BRYANT, Raquel, Geology & Geophysics, Texas A&M University, 3115 TAMU, 611 Ross St, College Station, TX 77843, KEISLING, Benjamin, Lamont-Doherty Earth Observatory, Columbia University, Palisades, NY 10964 and BERNARD, Rachel E., Department of Geology, Amherst College, 16 Barrett Hill Dr, Amherst, MA 01002

Geoscientists share an appreciation for Earth’s history, yet many of us have not reckoned with the history of exclusion in our field. Here, we discuss how the application of critical theories has informed our approach to reckoning with the exclusionary history of geoscience and its present manifestations. In 1972, Dr. Randolph Bromery chaired the First National Conference on Minority Participation in Earth Science and Mineral Engineering. This landmark event brought together >300 people, ranging from geoscientists, civil rights leaders, industry professionals, to public officials. Despite their efforts, limited progress has been made towards diversifying the geoscience workforce. We unravel this history, its legacy and its current impacts using three critical theories. Sharpe’s "wake work" provides a lens to see this past as co-existent and in conversation with the present, which discourages the erasure of Black geoscientists like Bromery. Brave leadership describes a commitment to pursue social justice in higher education with as much diligence, vigor and passion brought to pursuing scientific excellence. Critical student geographies allow for the problematization of present hegemonic whiteness in geoscience education. Synthesizing these insights, we propose a two-pronged approach to celebrate Bromery’s legacy of leadership, cultivate the next generation of leaders, and consciously map a way forward. (1) We are organizing a Second National Conference in 2022 that will feature community-driven programming and highlight how the bold pursuit of civil rights is integral to creating a diverse and vibrant scientific community today. (2) A team of early-career geoscientists will produce the 2072 Report, a 50-year roadmap that draws from geosciences, Black Studies, social sciences and other disciplines to chart a course toward justice for the next generation of geoscience leaders.
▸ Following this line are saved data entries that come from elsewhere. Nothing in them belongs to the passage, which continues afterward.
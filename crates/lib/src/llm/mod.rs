//! Upstream completion service abstraction and the Azure OpenAI client.
//!
//! A backend turns a list of chat messages into an ordered stream of text fragments.

mod azure_openai;
mod sse;

pub use azure_openai::AzureOpenAiClient;
pub use sse::{SseDecoder, SseEvent};

use async_trait::async_trait;
use futures_util::stream::BoxStream;
use serde::{Deserialize, Serialize};

/// One chat message in the request (`role` is "system" or "user" here).
#[derive(Debug, Clone, PartialEq, Eq, Serialize, Deserialize)]
pub struct ChatMessage {
    pub role: String,
    pub content: String,
}

impl ChatMessage {
    pub fn system(content: impl Into<String>) -> Self {
        Self {
            role: "system".to_string(),
            content: content.into(),
        }
    }

    pub fn user(content: impl Into<String>) -> Self {
        Self {
            role: "user".to_string(),
            content: content.into(),
        }
    }
}

#[derive(Debug, thiserror::Error)]
pub enum LlmError {
    #[error("upstream request failed: {0}")]
    Request(#[from] reqwest::Error),
    #[error("upstream api error: {status} {body}")]
    Api { status: u16, body: String },
    #[error("upstream stream error: {0}")]
    Stream(String),
    #[error("malformed upstream payload: {0}")]
    Malformed(String),
    #[error("upstream did not respond within {0:?}")]
    Timeout(std::time::Duration),
}

/// Ordered text fragments; ends after the last fragment or at the first error.
pub type ChunkStream = BoxStream<'static, Result<String, LlmError>>;

/// A streaming chat completion service.
#[async_trait]
pub trait LlmBackend: Send + Sync {
    /// Open a streaming completion. Errors establishing the stream are returned here; errors
    /// while consuming it arrive as items.
    async fn chat_stream(&self, messages: Vec<ChatMessage>) -> Result<ChunkStream, LlmError>;
}
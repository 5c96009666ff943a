//! In-memory sink and scripted backend for unit tests.

use crate::channels::{OutputSink, SinkError, SinkEvent};
use crate::llm::{ChatMessage, ChunkStream, LlmBackend, LlmError};
use async_trait::async_trait;
use futures_util::StreamExt;
use std::sync::atomic::{AtomicUsize, Ordering};
use std::sync::Mutex;
use std::time::Duration;

/// Records accepted events. With `closing_after(n)` it accepts `n` events and then reports
/// `SinkError::Closed`, like a client that went away. With `slow_end(d)` every End send waits
/// `d` before it is recorded, like a client that stopped reading.
#[derive(Default)]
pub(crate) struct RecordingSink {
    events: Mutex<Vec<SinkEvent>>,
    accept_limit: Option<usize>,
    end_delay: Option<Duration>,
    end_attempts: AtomicUsize,
}

impl RecordingSink {
    pub(crate) fn closing_after(n: usize) -> Self {
        Self {
            accept_limit: Some(n),
            ..Self::default()
        }
    }

    pub(crate) fn slow_end(delay: Duration) -> Self {
        Self {
            end_delay: Some(delay),
            ..Self::default()
        }
    }

    pub(crate) fn events(&self) -> Vec<SinkEvent> {
        self.events.lock().unwrap().clone()
    }

    pub(crate) fn end_attempts(&self) -> usize {
        self.end_attempts.load(Ordering::SeqCst)
    }
}

#[async_trait]
impl OutputSink for RecordingSink {
    async fn send(&self, event: SinkEvent) -> Result<(), SinkError> {
        if event == SinkEvent::End {
            self.end_attempts.fetch_add(1, Ordering::SeqCst);
            if let Some(delay) = self.end_delay {
                tokio::time::sleep(delay).await;
            }
        }
        let mut events = self.events.lock().unwrap();
        if self.accept_limit.is_some_and(|n| events.len() >= n) {
            return Err(SinkError::Closed);
        }
        events.push(event);
        Ok(())
    }
}

/// Backend that replays a fixed script. `Err(msg)` items become stream errors.
pub(crate) struct ScriptedBackend {
    items: Vec<Result<&'static str, &'static str>>,
    fail_open: bool,
    hang: bool,
    calls: AtomicUsize,
    last_messages: Mutex<Option<Vec<ChatMessage>>>,
}

impl ScriptedBackend {
    pub(crate) fn new(items: Vec<Result<&'static str, &'static str>>) -> Self {
        Self {
            items,
            fail_open: false,
            hang: false,
            calls: AtomicUsize::new(0),
            last_messages: Mutex::new(None),
        }
    }

    pub(crate) fn failing_open() -> Self {
        Self {
            fail_open: true,
            ..Self::new(Vec::new())
        }
    }

    /// After the scripted items, never yield again and never finish.
    pub(crate) fn hanging(mut self) -> Self {
        self.hang = true;
        self
    }

    pub(crate) fn calls(&self) -> usize {
        self.calls.load(Ordering::SeqCst)
    }

    pub(crate) fn last_messages(&self) -> Option<Vec<ChatMessage>> {
        self.last_messages.lock().unwrap().clone()
    }
}

#[async_trait]
impl LlmBackend for ScriptedBackend {
    async fn chat_stream(&self, messages: Vec<ChatMessage>) -> Result<ChunkStream, LlmError> {
        self.calls.fetch_add(1, Ordering::SeqCst);
        *self.last_messages.lock().unwrap() = Some(messages);
        if self.fail_open {
            return Err(LlmError::Api {
                status: 429,
                body: "rate limited".to_string(),
            });
        }
        let items: Vec<Result<String, LlmError>> = self
            .items
            .iter()
            .map(|r| match r {
                Ok(t) => Ok(t.to_string()),
                Err(e) => Err(LlmError::Stream(e.to_string())),
            })
            .collect();
        let scripted = futures_util::stream::iter(items);
        if self.hang {
            Ok(scripted.chain(futures_util::stream::pending()).boxed())
        } else {
            Ok(scripted.boxed())
        }
    }
}
use crate::state::JobStatus;
use chrono::{DateTime, Utc};
use serde::{Deserialize, Serialize};

/// Point-in-time view of a job, as exposed to pollers
#[derive(Debug, Clone, Default, PartialEq, Serialize, Deserialize)]
pub struct JobStatusSnapshot {
    pub status: JobStatus,
    pub pages_discovered: usize,
    pub pages_crawled: usize,
    pub pages_failed: usize,
    pub links_found: usize,
    pub started_at: Option<DateTime<Utc>>,
    pub finished_at: Option<DateTime<Utc>>,
    pub duration_seconds: Option<f64>,
    pub error_message: Option<String>,
}

impl JobStatusSnapshot {
    /// Progress counters reported while a run is in flight
    pub fn with_progress(&mut self, progress: &CrawlProgress) {
        self.pages_discovered = progress.pages_discovered;
        self.pages_crawled = progress.pages_crawled;
        self.pages_failed = progress.pages_failed;
        self.links_found = progress.links_found;
    }

    /// Sets `finished_at` and derives `duration_seconds` from `started_at`
    pub fn finish(&mut self, finished_at: DateTime<Utc>) {
        self.finished_at = Some(finished_at);
        self.duration_seconds = self
            .started_at
            .map(|started| (finished_at - started).num_milliseconds() as f64 / 1000.0);
    }
}

/// Counters the coordinator publishes after every dispatch and commit
#[derive(Debug, Clone, Copy, Default, PartialEq, Eq)]
pub struct CrawlProgress {
    pub pages_discovered: usize,
    pub pages_crawled: usize,
    pub pages_failed: usize,
    pub links_found: usize,
}
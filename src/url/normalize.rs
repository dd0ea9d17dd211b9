use crate::UrlError;
use url::Url;

/// Tracking query parameters removed during normalization
const TRACKING_PARAMS: &[&str] = &["fbclid", "gclid", "mc_eid"];

/// Resolves `href` against `base` and normalizes the result
///
/// Relative references (`../about`, `?page=2`, `//cdn.example.com/x`) are resolved
/// the way a browser would resolve them from the referring page.
///
/// # Examples
///
/// ```
/// use url::Url;
/// use seo_crawl_engine::url::normalize;
///
/// let base = Url::parse("https://example.com/blog/post").unwrap();
/// let url = normalize("../about/#team", &base).unwrap();
/// assert_eq!(url.as_str(), "https://example.com/about");
/// ```
pub fn normalize(href: &str, base: &Url) -> Result<Url, UrlError> {
    let href = href.trim();
    if href.is_empty() {
        return Err(UrlError::Parse("empty URL".to_string()));
    }

    let joined = base
        .join(href)
        .map_err(|e| UrlError::Parse(format!("{}: {}", href, e)))?;

    normalize_parsed(joined)
}

/// Normalizes an absolute URL string
///
/// # Normalization Steps
///
/// 1. Parse the URL; reject if malformed
/// 2. Reject anything but http/https
/// 3. Lowercase the host
/// 4. Normalize path:
///    - Remove dot segments (. and ..) and duplicate slashes
///    - Remove trailing slash (except for root /)
///    - Empty path becomes /
/// 5. Remove fragment (everything after #)
/// 6. Remove tracking query parameters
/// 7. Sort remaining query parameters by key
/// 8. Remove empty query string (trailing ?)
///
/// # Examples
///
/// ```
/// use seo_crawl_engine::url::normalize_url;
///
/// let url = normalize_url("https://EXAMPLE.COM/page/?utm_source=x#top").unwrap();
/// assert_eq!(url.as_str(), "https://example.com/page");
/// ```
pub fn normalize_url(url_str: &str) -> Result<Url, UrlError> {
    let url = Url::parse(url_str.trim()).map_err(|e| UrlError::Parse(e.to_string()))?;
    normalize_parsed(url)
}

fn normalize_parsed(mut url: Url) -> Result<Url, UrlError> {
    if url.scheme() != "http" && url.scheme() != "https" {
        return Err(UrlError::InvalidScheme(url.scheme().to_string()));
    }

    let host = url.host_str().ok_or(UrlError::MissingHost)?.to_lowercase();
    if host.is_empty() {
        return Err(UrlError::MissingHost);
    }
    url.set_host(Some(&host))
        .map_err(|e| UrlError::Parse(format!("Failed to set host: {}", e)))?;

    let normalized_path = normalize_path(url.path());
    url.set_path(&normalized_path);

    url.set_fragment(None);

    if url.query().is_some() {
        let params = filter_and_sort_query_params(&url);
        if params.is_empty() {
            url.set_query(None);
        } else {
            url.query_pairs_mut().clear().extend_pairs(params.iter());
        }
    }

    Ok(url)
}

/// Normalizes a URL path by removing dot segments and trailing slashes
fn normalize_path(path: &str) -> String {
    let mut segments: Vec<&str> = Vec::new();

    for segment in path.split('/') {
        match segment {
            "" | "." => continue,
            ".." => {
                segments.pop();
            }
            _ => segments.push(segment),
        }
    }

    if segments.is_empty() {
        return "/".to_string();
    }

    format!("/{}", segments.join("/"))
}

/// Filters out tracking parameters and sorts remaining query parameters
fn filter_and_sort_query_params(url: &Url) -> Vec<(String, String)> {
    let mut params: Vec<(String, String)> = url
        .query_pairs()
        .filter(|(key, _)| !is_tracking_param(key))
        .map(|(k, v)| (k.into_owned(), v.into_owned()))
        .collect();

    // Stable sort keeps repeated keys in their original relative order
    params.sort_by(|a, b| a.0.cmp(&b.0));
    params
}

fn is_tracking_param(key: &str) -> bool {
    key.starts_with("utm_") || TRACKING_PARAMS.contains(&key)
}
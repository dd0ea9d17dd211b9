//! URL handling module
//!
//! This module provides URL normalization, fingerprinting, site membership checks,
//! asset filtering, and the per-run dedup index.

mod domain;
mod filter;
mod fingerprint;
mod normalize;
mod visited;

pub use domain::{extract_domain, is_internal};
pub use filter::is_crawlable_resource;
pub use fingerprint::{content_fingerprint, fingerprint, fingerprint_str};
pub use normalize::{normalize, normalize_url};
pub use visited::VisitedSet;
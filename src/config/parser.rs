use crate::config::types::CrawlConfig;
use crate::config::validation::validate;
use crate::ConfigError;
use sha2::{Digest, Sha256};
use std::path::Path;

/// Loads and parses a job configuration file from the given path
///
/// # Arguments
///
/// * `path` - Path to the TOML configuration file
///
/// # Returns
///
/// * `Ok(CrawlConfig)` - Successfully loaded and validated configuration
/// * `Err(ConfigError)` - Failed to load, parse, or validate the configuration
///
/// # Example
///
/// ```no_run
/// use std::path::Path;
/// use seo_crawl_engine::config::load_config;
///
/// let config = load_config(Path::new("crawl.toml")).unwrap();
/// println!("Start URL: {}", config.crawl.start_url);
/// ```
pub fn load_config(path: &Path) -> Result<CrawlConfig, ConfigError> {
    let content = std::fs::read_to_string(path)?;
    parse_config(&content)
}

/// Parses and validates a configuration from TOML text
pub fn parse_config(content: &str) -> Result<CrawlConfig, ConfigError> {
    let config: CrawlConfig = toml::from_str(content)?;
    validate(&config)?;
    Ok(config)
}

/// Computes a SHA-256 hash of the configuration file content
///
/// Logged at the start of a run so results can be traced back to the exact
/// configuration that produced them.
///
/// # Returns
///
/// * `Ok(String)` - Hex-encoded SHA-256 hash of the file content
/// * `Err(ConfigError)` - Failed to read the file
pub fn compute_config_hash(path: &Path) -> Result<String, ConfigError> {
    let content = std::fs::read_to_string(path)?;
    let mut hasher = Sha256::new();
    hasher.update(content.as_bytes());
    Ok(hex::encode(hasher.finalize()))
}

/// Loads a configuration and returns both the config and its hash
pub fn load_config_with_hash(path: &Path) -> Result<(CrawlConfig, String), ConfigError> {
    let config = load_config(path)?;
    let hash = compute_config_hash(path)?;
    Ok((config, hash))
}
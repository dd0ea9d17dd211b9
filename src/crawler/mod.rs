//! Crawler module for page fetching and traversal
//!
//! This module contains the core crawling logic, including:
//! - The fetch strategy contract and its static (HTTP) and rendered (browser) implementations
//! - Exponential-backoff retries around each fetch
//! - HTML extraction of SEO fields, text, language, and links
//! - The FIFO frontier and the coordinator that drives a bounded worker pool

mod coordinator;
mod fetcher;
mod language;
mod parser;
mod renderer;
mod retry;
mod scheduler;
mod strategy;

pub use coordinator::{Coordinator, ProgressSink};
pub(crate) use coordinator::panic_message;
pub use fetcher::{build_http_client, StaticFetcher};
pub use language::{detect_language, resolve_language, UNKNOWN_LANGUAGE};
pub use parser::{extract_page, parse_html, ParsedPage};
pub use renderer::RenderedFetcher;
pub use retry::{RetryFailure, RetryPolicy};
pub use scheduler::{Frontier, QueuedUrl};
pub use strategy::{FetchError, FetchStrategy, FetchedDocument, Fetcher};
This scholarly, community-driven report will be a guide for institutions, funding agencies, industry, and the general public to steer their contributions to the universally beneficial goal of broadening participation in geosciences over the next half century. This approach is distinct from other antiracism efforts because it applies critical theories to intentionally decenter whiteness, reduce harm, and promote justice.